2015年7月2日木曜日

ギリシャのチプラス政権とユーロ・グループのチキンゲームは、ECBのコミットメントでギリシャの敗北をもたらす。

 ギリシャの急進左派連合(SYRIZA)のアレクシス・チプラス首相は、6月30日、IMFに対する16億ユーロの返済を延滞した。事実上、ギリシャは債務不履行(デフォルト)状態となったのである。

 これを受けたEUは同日、ギリシャに対する金融支援を打ち切ることを決定した。その結果、ギリシャは、欧州中央銀行(ECB)がギリシャ中央銀行を通じて実施している緊急流動性支援(ELA)を追加的に受けることが出来なくなり、ギリシャの銀行システムは深刻な資金繰り困難に陥りつつある。

 ギリシャの銀行システムは預金者の引き出し集中で破綻しかねないため、チプラス政権は6月29日から預金の引き出しを制限する資本規制などを導入し、銀行を休業させた。

また、チプラス首相は7月5日に国民投票を行って、EU側が突き付けた財政緊縮案に対する賛否を問うとしている。その投票では、国民に反対票を投じるよう、首相自らが訴えかけている。

 これはギリシャ国民の緊縮案反対多数の実績を後ろ盾として、EU側に緊縮を緩和する譲歩を求めようという、チプラス首相の一種の瀬戸際外交と言えるだろう。まさに現在の状況は、ギリシャのデフォルトによる借金踏み倒しとEU側の金融支援停止措置を巡って、双方共どちらが先に相手に折れるか、チキン(弱虫)ゲームを展開しているわけである。
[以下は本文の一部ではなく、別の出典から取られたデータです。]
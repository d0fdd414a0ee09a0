//! OpenAI-compatible caption oracle using reqwest.

use std::time::Duration;

use reqwest::StatusCode;
use reqwest::blocking::Client;
use reqwest::header::{AUTHORIZATION, CONTENT_TYPE};
use serde::{Deserialize, Serialize};
use url::Url;

use crate::domain::{AppError, CaptionDraft, OracleConfig, OracleError};
use crate::ports::{CaptionOracle, OracleRequest};

pub const API_KEY_ENV: &str = "OPENAI_API_KEY";

const SCHEMA_NAME: &str = "caption_set";

/// HTTP client for an OpenAI-compatible chat completions endpoint.
///
/// The caption set is requested through a `json_schema` response format and
/// read from the message content. Fenced or prose-wrapped JSON is tolerated
/// for servers that only loosely honour the format.
#[derive(Clone)]
pub struct HttpCaptionOracle {
    api_key: String,
    api_url: Url,
    model: String,
    temperature: f32,
    client: Client,
}

impl std::fmt::Debug for HttpCaptionOracle {
    fn fmt(&self, f: &mut std::fmt::Formatter<'_>) -> std::fmt::Result {
        f.debug_struct("HttpCaptionOracle")
            .field("api_url", &self.api_url)
            .field("model", &self.model)
            .field("temperature", &self.temperature)
            .field("api_key", &"[REDACTED]")
            .finish()
    }
}

impl HttpCaptionOracle {
    /// Create a new HTTP client with the given API key and configuration.
    pub fn new(api_key: String, config: &OracleConfig) -> Result<Self, AppError> {
        let client = Client::builder()
            .timeout(Duration::from_secs(config.timeout_secs))
            .user_agent(concat!("memebot/", env!("CARGO_PKG_VERSION")))
            .build()
            .map_err(|e| AppError::Configuration(format!("Failed to create HTTP client: {}", e)))?;

        Ok(Self {
            api_key,
            api_url: config.api_url.clone(),
            model: config.model.clone(),
            temperature: config.temperature,
            client,
        })
    }

    /// Create from `OPENAI_API_KEY` with the given configuration.
    pub fn from_env_with_config(config: &OracleConfig) -> Result<Self, AppError> {
        let api_key = std::env::var(API_KEY_ENV)
            .ok()
            .filter(|key| !key.trim().is_empty())
            .ok_or_else(|| {
                AppError::Configuration(format!("{} environment variable not set", API_KEY_ENV))
            })?;

        Self::new(api_key, config)
    }
}

#[derive(Debug, Serialize)]
struct ChatRequest<'a> {
    model: &'a str,
    messages: [ChatMessage<'a>; 2],
    temperature: f32,
    response_format: ResponseFormat<'a>,
}

#[derive(Debug, Serialize)]
struct ChatMessage<'a> {
    role: &'static str,
    content: &'a str,
}

#[derive(Debug, Serialize)]
struct ResponseFormat<'a> {
    #[serde(rename = "type")]
    format_type: &'static str,
    json_schema: JsonSchemaFormat<'a>,
}

#[derive(Debug, Serialize)]
struct JsonSchemaFormat<'a> {
    name: &'static str,
    schema: &'a serde_json::Value,
}

#[derive(Debug, Deserialize)]
struct ChatResponse {
    #[serde(default)]
    choices: Vec<Choice>,
}

#[derive(Debug, Deserialize)]
struct Choice {
    message: AssistantMessage,
}

#[derive(Debug, Deserialize)]
struct AssistantMessage {
    #[serde(default)]
    content: Option<String>,
}

impl CaptionOracle for HttpCaptionOracle {
    fn generate(&self, request: &OracleRequest) -> Result<CaptionDraft, OracleError> {
        let body = ChatRequest {
            model: &self.model,
            messages: [
                ChatMessage { role: "system", content: &request.system_prompt },
                ChatMessage { role: "user", content: &request.user_prompt },
            ],
            temperature: self.temperature,
            response_format: ResponseFormat {
                format_type: "json_schema",
                json_schema: JsonSchemaFormat { name: SCHEMA_NAME, schema: &request.schema },
            },
        };

        tracing::debug!(model = %self.model, url = %self.api_url, "requesting caption set");
        let response = self.send_request(&body)?;
        parse_caption_draft(response)
    }
}

impl HttpCaptionOracle {
    fn send_request(&self, body: &ChatRequest<'_>) -> Result<ChatResponse, OracleError> {
        let response = self
            .client
            .post(self.api_url.clone())
            .header(AUTHORIZATION, format!("Bearer {}", self.api_key))
            .header(CONTENT_TYPE, "application/json")
            .json(body)
            .send()
            .map_err(|e| {
                if e.is_timeout() { OracleError::Timeout } else { OracleError::Http(e.to_string()) }
            })?;

        let status = response.status();

        if status.is_success() {
            response.json().map_err(|e| {
                OracleError::MalformedResponse(format!("Failed to parse response: {}", e))
            })
        } else if status == StatusCode::TOO_MANY_REQUESTS {
            Err(OracleError::RateLimited)
        } else if status.is_server_error() {
            Err(OracleError::Server { status: status.as_u16() })
        } else {
            let text = response.text().unwrap_or_else(|_| "Unknown error".to_string());
            Err(OracleError::Api { status: status.as_u16(), message: api_error_message(&text) })
        }
    }
}

fn parse_caption_draft(response: ChatResponse) -> Result<CaptionDraft, OracleError> {
    let message =
        response.choices.into_iter().next().map(|c| c.message).ok_or(OracleError::EmptyResponse)?;

    let raw = message
        .content
        .filter(|content| !content.trim().is_empty())
        .ok_or(OracleError::EmptyResponse)?;

    serde_json::from_str(&unwrap_json_object(&raw))
        .map_err(|e| OracleError::MalformedResponse(format!("{}: {}", e, raw)))
}

/// Cut surrounding prose or code fences from a JSON object.
fn unwrap_json_object(raw: &str) -> String {
    let trimmed = raw.trim();
    if let (Some(start), Some(end)) = (trimmed.find('{'), trimmed.rfind('}'))
        && start < end
    {
        return trimmed[start..=end].to_string();
    }
    trimmed.to_string()
}

/// Prefer the provider's `error.message` over the raw body.
fn api_error_message(body: &str) -> String {
    serde_json::from_str::<serde_json::Value>(body)
        .ok()
        .and_then(|v| v["error"]["message"].as_str().map(String::from))
        .unwrap_or_else(|| body.to_string())
}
 だがこのゲームの先にあるのは、ギリシャのデフォルトとユーロ圏離脱、そしてギリシャの市中銀行が破綻することによる国内経済の大混乱への転落であろう。なぜなら、ECB等の資金援助が無くなれば、ギリシャはどのみち深刻な流動性危機に陥るからだ。

 ユーロを離脱して損をするのは、恐らくギリシャの方だろう。EU側ではギリシャのユーロ圏脱退(Grexit)は既に織り込み済みであり、財務状況から見ても受けるダメージをコントロールすることは可能であろう。そのため、他の債務国に誤ったメッセージを与えないためにも、ギリシャに対して決して甘い対応を採らないと筆者は考える。

 もしギリシャが本当にユーロ圏を脱退したら、自国通貨ドラクマが復活するかもしれない。ギリシャの通貨主権は回復するわけだが、ドラクマは対ユーロでとんでもない価値の下落を引き起こして、ギリシャ国内に激しいインフレを引き起こすだろう。物資の輸入も恐らく困難になって、国内経済は混乱を来すはずだ。ギリシャの主要産業の1つである観光業だけはドラクマ安の観光客増加で潤うかもしれないが、その効果は未知数と言えるだろう。

 そもそもチキンゲームは、囚人のジレンマゲームの利得構造における両プレイヤーの「非協力・非協力」の行動の組の損失を、双方共に耐えがたいレベルにまで増大させた利得構造を持っている。そのため、プレイヤー双方は共に協力しないという最悪の結果を避けたいという点で利害が一致しているが、どちらが協力するかについては利害が不一致である。

チキンゲームでは、プレイヤーA・プレイヤーB間において「非協力・協力」の行動の組と、「協力・非協力」の行動の組で対称的に利得(あるいは損失)が配分されるため、そのいずれもナッシュ均衡となる。それゆえ、どちらが譲歩するかについて、当事者双方の利害が鋭く対立する。

 そうした利害の対立を解決するためには、一方が先に譲歩しないことを相手に宣言し、将来そうした行動を確実に実行するという意思を事前に表明すること(コミットメント)が戦略的に重要となる。なぜなら、相手に先に非協力の立場をコミットメントされてしまったもう1人のプレイヤーは、もはや自分が協力(譲歩)することが最適行動となるからである。したがって、コミットメントは先手を取ったプレイヤーの利得を増加させる。

 これをギリシャとEUの立場に置き換えると、先に金融支援の継続を打ち切ることを宣言したEU側の先手勝ちということになる。それどころか、双方の力関係にはそもそも大きな隔たりが有るわけだから、ギリシャがEU側と対等なチキンゲームを戦うことは初めから無理だったと言えるだろう。

 筆者の分析では、チプラス首相がどうあがいても、このゲームでのチキン(弱虫)はギリシャ側が引き受けるしかないと思われる。